Saved data entries
▼▼▼
//! SQLite storage bootstrap, schema migrations, and the unit-of-work helper.
//!
//! # Responsibility
//! - Open and configure SQLite connections for Waypoint core.
//! - Apply schema migrations in deterministic order.
//! - Provide the transaction wrapper callers put around engine operations.
//!
//! # Invariants
//! - Migration version is tracked via `PRAGMA user_version`.
//! - Core code must not read/write application data before migrations
//!   succeed.
//! - Repositories never open transactions themselves; atomicity belongs to
//!   the unit of work at the call boundary.

use rusqlite::Connection;
use std::error::Error;
use std::fmt::{Display, Formatter};

pub mod migrations;
mod open;

pub use open::{open_db, open_db_in_memory};

pub type DbResult<T> = Result<T, DbError>;

#[derive(Debug)]
pub enum DbError {
    Sqlite(rusqlite::Error),
    UnsupportedSchemaVersion {
        db_version: u32,
        latest_supported: u32,
    },
}

impl Display for DbError {
    fn fmt(&self, f: &mut Formatter<'_>) -> std::fmt::Result {
        match self {
            Self::Sqlite(err) => write!(f, "{err}"),
            Self::UnsupportedSchemaVersion {
                db_version,
                latest_supported,
            } => write!(
                f,
                "database schema version {db_version} is newer than supported {latest_supported}"
            ),
        }
    }
}

impl Error for DbError {
    fn source(&self) -> Option<&(dyn Error + 'static)> {
        match self {
            Self::Sqlite(err) => Some(err),
            Self::UnsupportedSchemaVersion { .. } => None,
        }
    }
}

impl From<rusqlite::Error> for DbError {
    fn from(value: rusqlite::Error) -> Self {
        Self::Sqlite(value)
    }
}

/// Runs one engine operation inside a transaction on the shared connection.
///
/// Commits when the closure returns `Ok`, rolls back when it returns `Err`
/// or panics. Repositories deliberately never nest transactions, so any
/// multi-write operation (roadmap application, a lifecycle transition plus
/// its due-date propagation) stays atomic exactly when the caller wraps it
/// here.
pub fn unit_of_work<T, E, F>(conn: &Connection, op: F) -> Result<T, E>
where
    E: From<DbError>,
    F: FnOnce(&Connection) -> Result<T, E>,
{
    let tx = conn
        .unchecked_transaction()
        .map_err(|err| E::from(DbError::Sqlite(err)))?;
    let value = op(&tx)?;
    tx.commit().map_err(|err| E::from(DbError::Sqlite(err)))?;
    Ok(value)
}

#[cfg(test)]
mod tests {
    use super::{open_db_in_memory, unit_of_work, DbError};
    use rusqlite::Connection;

    fn row_count(conn: &Connection) -> i64 {
        conn.query_row("SELECT COUNT(*) FROM roadmaps;", [], |row| row.get(0))
            .unwrap()
    }

    #[test]
    fn unit_of_work_commits_on_ok() {
        let conn = open_db_in_memory().unwrap();
        unit_of_work::<_, DbError, _>(&conn, |conn| {
            conn.execute(
                "INSERT INTO roadmaps (id, title) VALUES ('r1', 'Senior Year');",
                [],
            )?;
            Ok(())
        })
        .unwrap();
        assert_eq!(row_count(&conn), 1);
    }

    #[test]
    fn unit_of_work_rolls_back_on_err() {
        let conn = open_db_in_memory().unwrap();
        let result = unit_of_work::<(), DbError, _>(&conn, |conn| {
            conn.execute(
                "INSERT INTO roadmaps (id, title) VALUES ('r1', 'Senior Year');",
                [],
            )?;
            Err(DbError::UnsupportedSchemaVersion {
                db_version: 9,
                latest_supported: 1,
            })
        });
        assert!(result.is_err());
        assert_eq!(row_count(&conn), 0);
    }
}
//! Task template and task instance model.
//!
//! # Responsibility
//! - Define the catalog `TaskTemplate` (canonical or counselor override) and
//!   the per-student `Task` instantiated from it.
//!
//! # Invariants
//! - `owner_id == None` marks a canonical template; `Some` marks an override.
//! - A completed task is immutable history and never resynced or deleted.
//! - `assigned_at` is stamped exactly once, on the transition into
//!   visibility (or immediately for non-counseling tasks).

use serde::{Deserialize, Serialize};
use serde_json::{Map, Value};
use uuid::Uuid;

use crate::model::roadmap::{MeetingTemplateId, RoadmapKey};
use crate::model::student::{CounselorId, StudentId};

/// Stable identifier for a task template.
pub type TaskTemplateId = Uuid;
/// Stable identifier for a task.
pub type TaskId = Uuid;

/// Broad category of work a task represents.
#[derive(Debug, Clone, Copy, PartialEq, Eq, Serialize, Deserialize)]
#[serde(rename_all = "snake_case")]
pub enum TaskType {
    Essay,
    Rec,
    SchoolResearch,
    Survey,
    Testing,
    Transcripts,
    Other,
}

impl TaskType {
    pub fn as_db_str(self) -> &'static str {
        match self {
            Self::Essay => "essay",
            Self::Rec => "rec",
            Self::SchoolResearch => "school_research",
            Self::Survey => "survey",
            Self::Testing => "testing",
            Self::Transcripts => "transcripts",
            Self::Other => "other",
        }
    }

    pub fn parse_db(value: &str) -> Option<Self> {
        match value {
            "essay" => Some(Self::Essay),
            "rec" => Some(Self::Rec),
            "school_research" => Some(Self::SchoolResearch),
            "survey" => Some(Self::Survey),
            "testing" => Some(Self::Testing),
            "transcripts" => Some(Self::Transcripts),
            "other" => Some(Self::Other),
            _ => None,
        }
    }
}

/// What a task accepts or demands when the student turns it in.
#[derive(Debug, Clone, Copy, Default, PartialEq, Eq, Serialize, Deserialize)]
pub struct SubmissionSettings {
    pub allow_content: bool,
    pub require_content: bool,
    pub allow_file: bool,
    pub require_file: bool,
    pub allow_form: bool,
    pub require_form: bool,
}

/// Catalog entry a task is instantiated from.
///
/// Canonical templates (`owner_id == None`) come from the roadmap catalog;
/// a counselor-owned row with the same `roadmap_key` overrides the canonical
/// one for that counselor's students.
#[derive(Debug, Clone, PartialEq, Serialize, Deserialize)]
pub struct TaskTemplate {
    pub id: TaskTemplateId,
    pub owner_id: Option<CounselorId>,
    pub roadmap_key: Option<RoadmapKey>,
    pub task_type: TaskType,
    pub title: String,
    pub description: String,
    pub resource_links: Vec<String>,
    pub diagnostic_link: Option<String>,
    pub form_link: Option<String>,
    pub submission: SubmissionSettings,
    /// Tracker fields written when a tracker is attached to the task.
    pub on_assign_tracker_update: Map<String, Value>,
    /// Tracker fields written when the task completes.
    pub on_complete_tracker_update: Map<String, Value>,
    /// When non-empty, side-effect maps only replace current values that
    /// appear in this list.
    pub only_alter_tracker_values: Vec<Value>,
    pub archived_at: Option<i64>,
}

impl TaskTemplate {
    pub fn new(title: impl Into<String>) -> Self {
        Self {
            id: Uuid::new_v4(),
            owner_id: None,
            roadmap_key: None,
            task_type: TaskType::Other,
            title: title.into(),
            description: String::new(),
            resource_links: Vec::new(),
            diagnostic_link: None,
            form_link: None,
            submission: SubmissionSettings::default(),
            on_assign_tracker_update: Map::new(),
            on_complete_tracker_update: Map::new(),
            only_alter_tracker_values: Vec::new(),
            archived_at: None,
        }
    }

    /// Counselor override of a canonical template sharing `roadmap_key`.
    pub fn new_override(owner_id: CounselorId, key: RoadmapKey, title: impl Into<String>) -> Self {
        let mut template = Self::new(title);
        template.owner_id = Some(owner_id);
        template.roadmap_key = Some(key);
        template
    }

    pub fn is_canonical(&self) -> bool {
        self.owner_id.is_none()
    }

    pub fn is_archived(&self) -> bool {
        self.archived_at.is_some()
    }
}

/// A concrete work item assigned to one student.
#[derive(Debug, Clone, PartialEq, Serialize, Deserialize)]
pub struct Task {
    pub id: TaskId,
    pub student_id: StudentId,
    pub task_template_id: Option<TaskTemplateId>,
    /// Reference-only link kept when no concrete meeting was created for the
    /// owning meeting template during roadmap application.
    pub meeting_template_ref: Option<MeetingTemplateId>,
    pub task_type: TaskType,
    pub title: String,
    pub description: String,
    pub resource_links: Vec<String>,
    pub diagnostic_link: Option<String>,
    pub form_link: Option<String>,
    pub submission: SubmissionSettings,
    pub created_by_counselor: bool,
    pub due_at: Option<i64>,
    pub completed_at: Option<i64>,
    pub archived_at: Option<i64>,
    pub visible_to_student: bool,
    /// The signal external reminder logic keys off; stamped once.
    pub assigned_at: Option<i64>,
}

impl Task {
    pub fn new(student_id: StudentId, title: impl Into<String>) -> Self {
        Self {
            id: Uuid::new_v4(),
            student_id,
            task_template_id: None,
            meeting_template_ref: None,
            task_type: TaskType::Other,
            title: title.into(),
            description: String::new(),
            resource_links: Vec::new(),
            diagnostic_link: None,
            form_link: None,
            submission: SubmissionSettings::default(),
            created_by_counselor: false,
            due_at: None,
            completed_at: None,
            archived_at: None,
            visible_to_student: false,
            assigned_at: None,
        }
    }

    /// Whether this is a counseling-platform task, which defers assignment
    /// until the task becomes visible to the student.
    pub fn is_counseling(&self) -> bool {
        self.task_template_id.is_some() || self.created_by_counselor
    }

    pub fn is_completed(&self) -> bool {
        self.completed_at.is_some()
    }

    /// Copies the configuration field set from a template. Due date,
    /// completion, and assignment timestamps are never part of this set.
    pub fn sync_from_template(&mut self, template: &TaskTemplate) {
        self.task_template_id = Some(template.id);
        self.task_type = template.task_type;
        self.title = template.title.clone();
        self.description = template.description.clone();
        self.resource_links = template.resource_links.clone();
        self.diagnostic_link = template.diagnostic_link.clone();
        self.form_link = template.form_link.clone();
        self.submission = template.submission;
    }
}

#[cfg(test)]
mod tests {
    use super::{Task, TaskTemplate, TaskType};
    use crate::model::roadmap::RoadmapKey;
    use uuid::Uuid;

    #[test]
    fn task_type_db_roundtrip() {
        let variants = [
            TaskType::Essay,
            TaskType::Rec,
            TaskType::SchoolResearch,
            TaskType::Survey,
            TaskType::Testing,
            TaskType::Transcripts,
            TaskType::Other,
        ];
        for v in variants {
            assert_eq!(TaskType::parse_db(v.as_db_str()), Some(v));
        }
        assert_eq!(TaskType::parse_db("homework"), None);
    }

    #[test]
    fn counseling_classification_uses_template_or_creator() {
        let student = Uuid::new_v4();
        let mut task = Task::new(student, "plain");
        assert!(!task.is_counseling());

        task.created_by_counselor = true;
        assert!(task.is_counseling());

        let mut templated = Task::new(student, "templated");
        templated.task_template_id = Some(Uuid::new_v4());
        assert!(templated.is_counseling());
    }

    #[test]
    fn sync_from_template_copies_config_but_not_lifecycle_fields() {
        let student = Uuid::new_v4();
        let mut task = Task::new(student, "old title");
        task.due_at = Some(1_000);
        task.assigned_at = Some(500);

        let mut template = TaskTemplate::new_override(
            Uuid::new_v4(),
            RoadmapKey::new("k1").unwrap(),
            "new title",
        );
        template.description = "desc".to_string();
        template.resource_links = vec!["https://example.com/guide".to_string()];
        template.submission.require_file = true;

        task.sync_from_template(&template);
        assert_eq!(task.title, "new title");
        assert_eq!(task.description, "desc");
        assert_eq!(task.task_template_id, Some(template.id));
        assert!(task.submission.require_file);
        assert_eq!(task.due_at, Some(1_000));
        assert_eq!(task.assigned_at, Some(500));
    }
}
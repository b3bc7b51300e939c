//! Outward synchronization boundary.
//!
//! # Responsibility
//! - Define the domain events lifecycle transitions emit.
//! - Define the ports external systems plug into (calendar, billing
//!   ledger, notifications).
//! - Dispatch events best-effort: a failed side channel never rolls back
//!   or fails the committed transition.

use crate::model::meeting::{Meeting, MeetingId};
use crate::model::student::{CounselorId, StudentId};
use crate::model::task::TaskId;
use std::error::Error;
use std::fmt::{Display, Formatter};

mod dispatcher;

pub use dispatcher::{DispatchReport, SyncDispatcher};

/// Something a lifecycle transition asks the outside world to do.
///
/// Events carry ids, not snapshots; the dispatcher re-reads current state so
/// a batch replays correctly even after later in-batch writes.
#[derive(Debug, Clone, PartialEq, Eq)]
pub enum DomainEvent {
    CalendarCreateRequested { meeting_id: MeetingId },
    CalendarUpdateRequested { meeting_id: MeetingId },
    CalendarDeleteRequested { meeting_id: MeetingId },
    LedgerEntryCreateRequested { meeting_id: MeetingId },
    LedgerEntryUpdateRequested { meeting_id: MeetingId },
    LedgerEntryDeleteRequested { meeting_id: MeetingId },
    NotificationRequested(Notification),
}

/// Who a notification goes to.
#[derive(Debug, Clone, Copy, PartialEq, Eq)]
pub enum Recipient {
    Student(StudentId),
    Parent(StudentId),
    Counselor(CounselorId),
}

/// What a notification is about. Rendering belongs to the sink.
#[derive(Debug, Clone, Copy, PartialEq, Eq)]
pub enum NotificationKind {
    MeetingScheduled,
    CounselorMeetingScheduled,
    MeetingRescheduled,
    CounselorMeetingRescheduled,
    MeetingCancelled,
    MeetingNotes,
    TaskCompleted,
}

/// One notification request handed to the sink.
#[derive(Debug, Clone, PartialEq, Eq)]
pub struct Notification {
    pub recipient: Recipient,
    pub kind: NotificationKind,
    pub meeting_id: Option<MeetingId>,
    pub task_id: Option<TaskId>,
}

/// Error reported by an external port.
#[derive(Debug, Clone, PartialEq, Eq)]
pub struct SyncError {
    pub code: String,
    pub message: String,
    pub retryable: bool,
}

impl SyncError {
    pub fn new(code: impl Into<String>, message: impl Into<String>) -> Self {
        Self {
            code: code.into(),
            message: message.into(),
            retryable: false,
        }
    }
}

impl Display for SyncError {
    fn fmt(&self, f: &mut Formatter<'_>) -> std::fmt::Result {
        write!(f, "sync error {}: {}", self.code, self.message)
    }
}

impl Error for SyncError {}

/// External calendar mirror for scheduled meetings.
pub trait CalendarSync {
    /// Creates the mirrored event and returns its external id.
    fn create(&self, meeting: &Meeting) -> Result<String, SyncError>;
    fn update(&self, meeting: &Meeting, event_id: &str) -> Result<(), SyncError>;
    fn delete(&self, event_id: &str) -> Result<(), SyncError>;
}

/// Billing ledger keeping one time entry per scheduled meeting.
pub trait BillingLedger {
    fn create_entry(&self, meeting: &Meeting, hours: f64) -> Result<(), SyncError>;
    fn update_entry(&self, meeting: &Meeting, hours: f64) -> Result<(), SyncError>;
    fn delete_entry(&self, meeting_id: MeetingId) -> Result<(), SyncError>;
}

/// Delivery channel for user-facing notifications.
pub trait NotificationSink {
    fn emit(&self, notification: &Notification) -> Result<(), SyncError>;
}
use rusqlite::Connection;
use waypoint_core::db::open_db_in_memory;
use waypoint_core::repo::meeting_repo::{MeetingRepository, SqliteMeetingRepository};
use waypoint_core::repo::student_repo::{SqliteStudentRepository, StudentRepository};
use waypoint_core::repo::task_repo::{SqliteTaskRepository, TaskRepository};
use waypoint_core::repo::template_repo::{SqliteTemplateRepository, TemplateRepository};
use waypoint_core::service::roadmap_service::RoadmapServiceError;
use waypoint_core::{
    Actor, AgendaItemTemplate, Counselor, MeetingPhase, MeetingService, MeetingTemplate,
    NewMeeting, PlannedMeeting, Roadmap, RoadmapKey, RoadmapService, Student, Task, TaskTemplate,
};

type Service<'c> = RoadmapService<
    SqliteMeetingRepository<'c>,
    SqliteTemplateRepository<'c>,
    SqliteTaskRepository<'c>,
    SqliteStudentRepository<'c>,
>;

#[test]
fn default_application_materializes_default_meetings_and_all_tasks() {
    let conn = open_db_in_memory().unwrap();
    let (_, student) = seed_people(&conn);
    let catalog = seed_catalog(&conn);
    let service = roadmap_service(&conn);
    let tasks = SqliteTaskRepository::new(&conn);
    let meetings = SqliteMeetingRepository::new(&conn);

    let applied = service
        .apply_to_student(student.id, catalog.roadmap.id, None, 1_000)
        .unwrap();

    // Only the template marked for default application becomes a meeting.
    assert_eq!(applied.meetings.len(), 1);
    let kickoff = &applied.meetings[0];
    assert_eq!(kickoff.meeting_template_id, Some(catalog.kickoff.id));
    let agenda = meetings.agenda_items_for_meeting(kickoff.id).unwrap();
    assert_eq!(agenda.len(), 1);

    // Both tasks exist: one linked to the meeting, one residual.
    assert_eq!(applied.tasks.len(), 2);
    let kickoff_task = applied
        .tasks
        .iter()
        .find(|task| task.title == "Fill out testing survey")
        .expect("kickoff task should be instantiated");
    assert_eq!(
        tasks.meetings_for_task(kickoff_task.id).unwrap(),
        vec![kickoff.id]
    );
    assert_eq!(kickoff_task.meeting_template_ref, None);
    assert!(!kickoff_task.visible_to_student);
    assert_eq!(kickoff_task.assigned_at, None);
    assert_eq!(kickoff_task.due_at, None);

    let residual_task = applied
        .tasks
        .iter()
        .find(|task| task.title == "Draft Common App essay")
        .expect("residual task should be instantiated");
    assert!(tasks.meetings_for_task(residual_task.id).unwrap().is_empty());
    assert_eq!(
        residual_task.meeting_template_ref,
        Some(catalog.essay_review.id)
    );
}

#[test]
fn application_resolves_overrides_and_dedups_by_roadmap_key() {
    let conn = open_db_in_memory().unwrap();
    let (counselor, student) = seed_people(&conn);
    let catalog = seed_catalog(&conn);
    let templates = SqliteTemplateRepository::new(&conn);
    let tasks = SqliteTaskRepository::new(&conn);
    let service = roadmap_service(&conn);

    let override_template = TaskTemplate::new_override(
        counselor.id,
        RoadmapKey::new("survey.testing").unwrap(),
        "Testing survey (my version)",
    );
    templates.create_task_template(&override_template).unwrap();

    // The student already completed the essay task from the canonical
    // template; the shared key must suppress re-instantiation.
    let mut existing = Task::new(student.id, catalog.essay_template.title.clone());
    existing.sync_from_template(&catalog.essay_template);
    existing.completed_at = Some(500);
    tasks.create_task(&existing).unwrap();

    let applied = service
        .apply_to_student(student.id, catalog.roadmap.id, None, 1_000)
        .unwrap();

    assert_eq!(applied.tasks.len(), 1);
    let survey = &applied.tasks[0];
    assert_eq!(survey.task_template_id, Some(override_template.id));
    assert_eq!(survey.title, "Testing survey (my version)");
}

#[test]
fn custom_plans_select_meetings_and_reject_foreign_templates() {
    let conn = open_db_in_memory().unwrap();
    let (_, student) = seed_people(&conn);
    let catalog = seed_catalog(&conn);
    let templates = SqliteTemplateRepository::new(&conn);
    let meetings = SqliteMeetingRepository::new(&conn);
    let service = roadmap_service(&conn);

    let other_roadmap = Roadmap::new("Transfer Track");
    templates.create_roadmap(&other_roadmap).unwrap();
    let foreign = MeetingTemplate::new(other_roadmap.id, "Transfer intake", 1);
    templates.create_meeting_template(&foreign).unwrap();

    let err = service
        .apply_to_student(
            student.id,
            catalog.roadmap.id,
            Some(&[PlannedMeeting::new(foreign.id)]),
            1_000,
        )
        .unwrap_err();
    assert!(matches!(
        err,
        RoadmapServiceError::TemplateNotOnRoadmap { .. }
    ));

    // An agenda item template hanging off another roadmap is rejected even
    // when the planned meeting template itself is legitimate.
    let foreign_agenda = AgendaItemTemplate::new(foreign.id, "Transfer checklist", 1);
    templates.create_agenda_item_template(&foreign_agenda).unwrap();
    let mut smuggled = PlannedMeeting::new(catalog.kickoff.id);
    smuggled.agenda_item_template_ids = vec![foreign_agenda.id];
    let err = service
        .apply_to_student(student.id, catalog.roadmap.id, Some(&[smuggled]), 1_000)
        .unwrap_err();
    assert!(matches!(
        err,
        RoadmapServiceError::AgendaItemTemplateNotFound(id) if id == foreign_agenda.id
    ));

    // A late-start plan takes only the essay review, renamed, with an
    // extra counselor-authored agenda line.
    let mut planned = PlannedMeeting::new(catalog.essay_review.id);
    planned.title = Some("Senior crunch session".to_string());
    planned.custom_agenda_items = vec!["Catch up on missed milestones".to_string()];
    let applied = service
        .apply_to_student(student.id, catalog.roadmap.id, Some(&[planned]), 1_000)
        .unwrap();

    assert_eq!(applied.meetings.len(), 1);
    assert_eq!(applied.meetings[0].title, "Senior crunch session");
    let agenda = meetings
        .agenda_items_for_meeting(applied.meetings[0].id)
        .unwrap();
    assert_eq!(agenda.len(), 2);

    // The kickoff's task still materializes as a residual.
    assert!(applied
        .tasks
        .iter()
        .any(|task| task.meeting_template_ref == Some(catalog.kickoff.id)));
}

#[test]
fn non_repeatable_roadmaps_apply_once() {
    let conn = open_db_in_memory().unwrap();
    let (_, student) = seed_people(&conn);
    let catalog = seed_catalog(&conn);
    let service = roadmap_service(&conn);

    service
        .apply_to_student(student.id, catalog.roadmap.id, None, 1_000)
        .unwrap();
    let err = service
        .apply_to_student(student.id, catalog.roadmap.id, None, 2_000)
        .unwrap_err();
    assert!(matches!(err, RoadmapServiceError::AlreadyApplied { .. }));
}

#[test]
fn unapply_preserves_history_and_deletes_the_rest() {
    let conn = open_db_in_memory().unwrap();
    let (_, student) = seed_people(&conn);
    let catalog = seed_catalog(&conn);
    let service = roadmap_service(&conn);
    let tasks = SqliteTaskRepository::new(&conn);
    let meetings = SqliteMeetingRepository::new(&conn);
    let meeting_service = MeetingService::new(
        SqliteMeetingRepository::new(&conn),
        SqliteTemplateRepository::new(&conn),
        SqliteTaskRepository::new(&conn),
        SqliteStudentRepository::new(&conn),
    );

    let applied = service
        .apply_to_student(student.id, catalog.roadmap.id, None, 1_000)
        .unwrap();
    let kickoff = &applied.meetings[0];

    // An extra meeting from the same roadmap, already held in the past.
    let past = meeting_service
        .create_meeting(
            student.id,
            &NewMeeting {
                meeting_template_id: Some(catalog.essay_review.id),
                ..NewMeeting::default()
            },
        )
        .unwrap();
    meeting_service
        .schedule(past.id, 1_000, 2_000, Actor::Student(student.id), 1_500)
        .unwrap();

    // One of the tasks is already done.
    let survey = applied
        .tasks
        .iter()
        .find(|task| task.title == "Fill out testing survey")
        .unwrap();
    let mut done = tasks.get_task(survey.id).unwrap().unwrap();
    done.completed_at = Some(3_000);
    tasks.update_task(&done).unwrap();

    let removed = service
        .unapply_from_student(student.id, catalog.roadmap.id, 50_000)
        .unwrap();
    assert_eq!(removed.meetings_deleted, 1);
    assert_eq!(removed.tasks_deleted, 1);

    // The unscheduled kickoff is gone; the held meeting survives.
    assert!(meetings.get_meeting(kickoff.id).unwrap().is_none());
    assert!(meetings.get_meeting(past.id).unwrap().is_some());

    // The completed task survives; the incomplete essay task is gone.
    assert!(tasks.get_task(survey.id).unwrap().is_some());
    let remaining = tasks.tasks_for_student(student.id).unwrap();
    assert_eq!(remaining.len(), 1);
    assert_eq!(remaining[0].id, survey.id);

    let err = service
        .unapply_from_student(student.id, catalog.roadmap.id, 60_000)
        .unwrap_err();
    assert!(matches!(err, RoadmapServiceError::NotApplied { .. }));
}

struct Catalog {
    roadmap: Roadmap,
    kickoff: MeetingTemplate,
    essay_review: MeetingTemplate,
    essay_template: TaskTemplate,
}

fn seed_catalog(conn: &Connection) -> Catalog {
    let templates = SqliteTemplateRepository::new(conn);

    let roadmap = Roadmap::new("Senior Year");
    templates.create_roadmap(&roadmap).unwrap();

    let kickoff = MeetingTemplate::new(roadmap.id, "Senior kickoff", 1);
    templates.create_meeting_template(&kickoff).unwrap();
    let kickoff_agenda = AgendaItemTemplate::new(kickoff.id, "Plan the fall", 1);
    templates.create_agenda_item_template(&kickoff_agenda).unwrap();
    let mut survey_template = TaskTemplate::new("Fill out testing survey");
    survey_template.roadmap_key = Some(RoadmapKey::new("survey.testing").unwrap());
    templates.create_task_template(&survey_template).unwrap();
    templates
        .link_task_template(kickoff_agenda.id, survey_template.id, MeetingPhase::Pre)
        .unwrap();

    // A second meeting excluded from default application.
    let mut essay_review = MeetingTemplate::new(roadmap.id, "Essay review", 2);
    essay_review.create_when_applying_roadmap = false;
    templates.create_meeting_template(&essay_review).unwrap();
    let essay_agenda = AgendaItemTemplate::new(essay_review.id, "Review essay draft", 1);
    templates.create_agenda_item_template(&essay_agenda).unwrap();
    let mut essay_template = TaskTemplate::new("Draft Common App essay");
    essay_template.roadmap_key = Some(RoadmapKey::new("essay.common-app").unwrap());
    templates.create_task_template(&essay_template).unwrap();
    templates
        .link_task_template(essay_agenda.id, essay_template.id, MeetingPhase::Pre)
        .unwrap();

    Catalog {
        roadmap,
        kickoff,
        essay_review,
        essay_template,
    }
}

fn roadmap_service(conn: &Connection) -> Service<'_> {
    RoadmapService::new(
        SqliteMeetingRepository::new(conn),
        SqliteTemplateRepository::new(conn),
        SqliteTaskRepository::new(conn),
        SqliteStudentRepository::new(conn),
    )
}

fn seed_people(conn: &Connection) -> (Counselor, Student) {
    let students = SqliteStudentRepository::new(conn);
    let counselor = Counselor::new("Counselor");
    students.create_counselor(&counselor).unwrap();
    let student = Student::new("Student", Some(counselor.id));
    students.create_student(&student).unwrap();
    (counselor, student)
}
▲▲▲
Give the number of lines in the entries that contain the word "migrations", without any other words.

Result of this task: 4